■ What the task asks: As the answer, give every line of the records that includes the word "ChatSession".

Stored items

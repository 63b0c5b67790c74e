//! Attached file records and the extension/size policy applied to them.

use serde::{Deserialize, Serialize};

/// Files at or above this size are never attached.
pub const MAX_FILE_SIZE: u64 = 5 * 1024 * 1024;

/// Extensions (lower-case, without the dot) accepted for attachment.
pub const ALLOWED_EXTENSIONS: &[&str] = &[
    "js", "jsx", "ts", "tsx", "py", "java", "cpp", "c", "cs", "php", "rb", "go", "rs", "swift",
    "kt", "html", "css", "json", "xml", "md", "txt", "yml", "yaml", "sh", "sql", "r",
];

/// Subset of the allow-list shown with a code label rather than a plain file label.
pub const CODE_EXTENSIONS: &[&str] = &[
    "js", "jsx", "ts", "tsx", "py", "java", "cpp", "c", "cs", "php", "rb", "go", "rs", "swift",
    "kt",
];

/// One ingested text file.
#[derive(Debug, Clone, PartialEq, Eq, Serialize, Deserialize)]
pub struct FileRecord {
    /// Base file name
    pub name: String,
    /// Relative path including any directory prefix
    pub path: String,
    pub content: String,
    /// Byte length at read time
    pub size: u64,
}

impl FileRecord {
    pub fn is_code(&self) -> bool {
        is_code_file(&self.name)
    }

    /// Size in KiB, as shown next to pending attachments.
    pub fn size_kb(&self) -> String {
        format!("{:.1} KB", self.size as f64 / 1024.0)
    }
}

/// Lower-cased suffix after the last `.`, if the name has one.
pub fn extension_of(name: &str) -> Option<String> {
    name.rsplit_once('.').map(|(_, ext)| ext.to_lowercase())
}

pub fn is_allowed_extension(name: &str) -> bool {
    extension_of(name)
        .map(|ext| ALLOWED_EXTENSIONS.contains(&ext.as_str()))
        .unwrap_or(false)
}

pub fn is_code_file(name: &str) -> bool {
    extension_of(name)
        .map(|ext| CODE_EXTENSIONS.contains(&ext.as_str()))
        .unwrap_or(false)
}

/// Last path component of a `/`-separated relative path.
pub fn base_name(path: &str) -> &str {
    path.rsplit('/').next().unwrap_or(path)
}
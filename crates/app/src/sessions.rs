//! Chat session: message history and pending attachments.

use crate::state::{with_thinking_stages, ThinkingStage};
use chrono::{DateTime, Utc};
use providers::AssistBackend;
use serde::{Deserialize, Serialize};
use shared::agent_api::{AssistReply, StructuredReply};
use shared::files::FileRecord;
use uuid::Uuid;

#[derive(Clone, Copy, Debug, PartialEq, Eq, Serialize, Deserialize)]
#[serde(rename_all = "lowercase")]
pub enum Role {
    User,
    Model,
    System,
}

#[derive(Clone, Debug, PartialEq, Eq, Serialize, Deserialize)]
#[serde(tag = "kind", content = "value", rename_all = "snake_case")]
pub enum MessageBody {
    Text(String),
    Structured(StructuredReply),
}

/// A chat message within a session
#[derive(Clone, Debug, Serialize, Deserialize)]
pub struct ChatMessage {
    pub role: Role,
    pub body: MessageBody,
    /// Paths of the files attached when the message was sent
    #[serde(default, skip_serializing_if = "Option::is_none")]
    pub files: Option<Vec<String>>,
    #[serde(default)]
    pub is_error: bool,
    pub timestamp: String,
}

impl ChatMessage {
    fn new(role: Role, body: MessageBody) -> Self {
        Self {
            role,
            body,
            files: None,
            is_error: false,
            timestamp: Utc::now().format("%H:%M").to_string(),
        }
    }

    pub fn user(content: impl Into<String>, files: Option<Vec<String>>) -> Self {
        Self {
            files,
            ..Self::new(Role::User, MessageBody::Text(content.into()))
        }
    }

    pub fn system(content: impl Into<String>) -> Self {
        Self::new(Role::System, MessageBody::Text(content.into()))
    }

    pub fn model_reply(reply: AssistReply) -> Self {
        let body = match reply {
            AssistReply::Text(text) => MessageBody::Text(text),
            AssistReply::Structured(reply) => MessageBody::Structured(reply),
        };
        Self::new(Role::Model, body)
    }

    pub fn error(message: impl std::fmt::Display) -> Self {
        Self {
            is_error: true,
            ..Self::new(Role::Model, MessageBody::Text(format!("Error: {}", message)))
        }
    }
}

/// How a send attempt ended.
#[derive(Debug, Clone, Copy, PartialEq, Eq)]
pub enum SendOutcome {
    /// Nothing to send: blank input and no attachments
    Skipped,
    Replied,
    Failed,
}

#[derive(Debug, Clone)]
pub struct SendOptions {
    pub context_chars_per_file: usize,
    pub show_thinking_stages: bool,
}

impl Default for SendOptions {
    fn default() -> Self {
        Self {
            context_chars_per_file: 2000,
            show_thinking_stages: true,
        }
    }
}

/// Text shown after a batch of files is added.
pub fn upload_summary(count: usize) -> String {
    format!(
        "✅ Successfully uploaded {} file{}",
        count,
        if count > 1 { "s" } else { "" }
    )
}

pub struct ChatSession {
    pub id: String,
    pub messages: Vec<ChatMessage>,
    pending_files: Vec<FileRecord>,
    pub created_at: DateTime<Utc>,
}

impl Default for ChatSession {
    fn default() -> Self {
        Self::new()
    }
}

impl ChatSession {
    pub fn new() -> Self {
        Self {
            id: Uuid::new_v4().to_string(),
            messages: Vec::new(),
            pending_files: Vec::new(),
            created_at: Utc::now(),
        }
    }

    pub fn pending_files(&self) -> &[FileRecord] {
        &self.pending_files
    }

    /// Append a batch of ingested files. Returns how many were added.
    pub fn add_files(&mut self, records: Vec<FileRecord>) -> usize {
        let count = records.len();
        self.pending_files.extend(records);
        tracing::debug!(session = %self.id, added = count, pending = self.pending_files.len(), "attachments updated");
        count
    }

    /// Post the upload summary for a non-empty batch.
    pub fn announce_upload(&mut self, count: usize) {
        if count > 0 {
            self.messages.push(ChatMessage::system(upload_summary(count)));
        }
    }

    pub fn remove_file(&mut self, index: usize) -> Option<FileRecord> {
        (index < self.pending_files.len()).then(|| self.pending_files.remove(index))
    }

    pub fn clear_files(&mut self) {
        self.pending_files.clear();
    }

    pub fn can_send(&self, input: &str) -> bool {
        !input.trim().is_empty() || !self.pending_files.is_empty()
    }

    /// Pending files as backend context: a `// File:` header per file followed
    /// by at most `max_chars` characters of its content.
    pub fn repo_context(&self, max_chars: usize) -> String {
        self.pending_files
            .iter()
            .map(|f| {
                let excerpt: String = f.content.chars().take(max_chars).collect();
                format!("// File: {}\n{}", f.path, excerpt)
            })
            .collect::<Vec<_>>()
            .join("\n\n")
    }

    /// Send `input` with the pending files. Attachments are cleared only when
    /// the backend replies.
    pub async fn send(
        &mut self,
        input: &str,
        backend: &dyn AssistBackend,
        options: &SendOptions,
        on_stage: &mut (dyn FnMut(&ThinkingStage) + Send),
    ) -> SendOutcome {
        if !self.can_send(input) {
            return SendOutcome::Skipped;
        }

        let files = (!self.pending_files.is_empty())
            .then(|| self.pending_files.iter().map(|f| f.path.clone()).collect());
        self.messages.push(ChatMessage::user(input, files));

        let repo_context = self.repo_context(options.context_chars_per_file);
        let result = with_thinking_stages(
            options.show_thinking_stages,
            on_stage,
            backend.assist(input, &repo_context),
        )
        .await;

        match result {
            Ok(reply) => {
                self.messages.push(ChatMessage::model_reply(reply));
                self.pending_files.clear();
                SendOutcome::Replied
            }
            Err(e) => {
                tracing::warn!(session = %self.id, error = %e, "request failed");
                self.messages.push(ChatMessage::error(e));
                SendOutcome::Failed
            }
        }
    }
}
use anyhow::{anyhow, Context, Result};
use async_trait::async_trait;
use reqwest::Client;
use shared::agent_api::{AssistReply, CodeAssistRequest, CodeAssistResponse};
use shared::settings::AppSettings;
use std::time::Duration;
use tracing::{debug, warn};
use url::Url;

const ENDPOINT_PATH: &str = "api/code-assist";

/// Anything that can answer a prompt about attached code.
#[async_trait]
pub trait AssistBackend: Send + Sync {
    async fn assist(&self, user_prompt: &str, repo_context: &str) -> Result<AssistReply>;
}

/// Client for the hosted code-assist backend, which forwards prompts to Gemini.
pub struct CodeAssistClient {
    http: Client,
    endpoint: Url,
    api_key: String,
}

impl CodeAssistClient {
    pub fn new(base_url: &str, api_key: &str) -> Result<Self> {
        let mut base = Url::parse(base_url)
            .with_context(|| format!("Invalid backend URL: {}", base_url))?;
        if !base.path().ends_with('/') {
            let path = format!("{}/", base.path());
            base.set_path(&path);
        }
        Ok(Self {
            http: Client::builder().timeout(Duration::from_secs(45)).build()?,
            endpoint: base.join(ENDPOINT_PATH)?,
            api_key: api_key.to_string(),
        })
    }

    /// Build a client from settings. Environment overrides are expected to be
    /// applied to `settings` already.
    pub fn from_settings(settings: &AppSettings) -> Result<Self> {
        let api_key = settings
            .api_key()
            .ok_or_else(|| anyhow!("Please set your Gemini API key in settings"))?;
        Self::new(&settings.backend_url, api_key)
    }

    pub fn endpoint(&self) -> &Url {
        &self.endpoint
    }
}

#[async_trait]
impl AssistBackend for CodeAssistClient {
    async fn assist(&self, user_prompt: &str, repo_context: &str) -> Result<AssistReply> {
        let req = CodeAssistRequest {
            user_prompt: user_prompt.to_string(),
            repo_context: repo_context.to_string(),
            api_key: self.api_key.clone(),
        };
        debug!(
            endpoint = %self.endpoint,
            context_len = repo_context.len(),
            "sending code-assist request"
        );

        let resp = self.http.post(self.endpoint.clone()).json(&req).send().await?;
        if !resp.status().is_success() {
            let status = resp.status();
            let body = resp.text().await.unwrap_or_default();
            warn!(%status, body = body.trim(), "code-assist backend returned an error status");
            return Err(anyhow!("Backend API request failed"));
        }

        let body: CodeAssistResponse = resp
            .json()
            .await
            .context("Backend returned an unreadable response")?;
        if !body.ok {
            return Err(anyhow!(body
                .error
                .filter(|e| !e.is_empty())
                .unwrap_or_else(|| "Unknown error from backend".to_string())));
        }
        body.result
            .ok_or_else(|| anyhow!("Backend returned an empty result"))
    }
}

■ Response to this task:
pub struct ChatSession {
impl Default for ChatSession {
impl ChatSession {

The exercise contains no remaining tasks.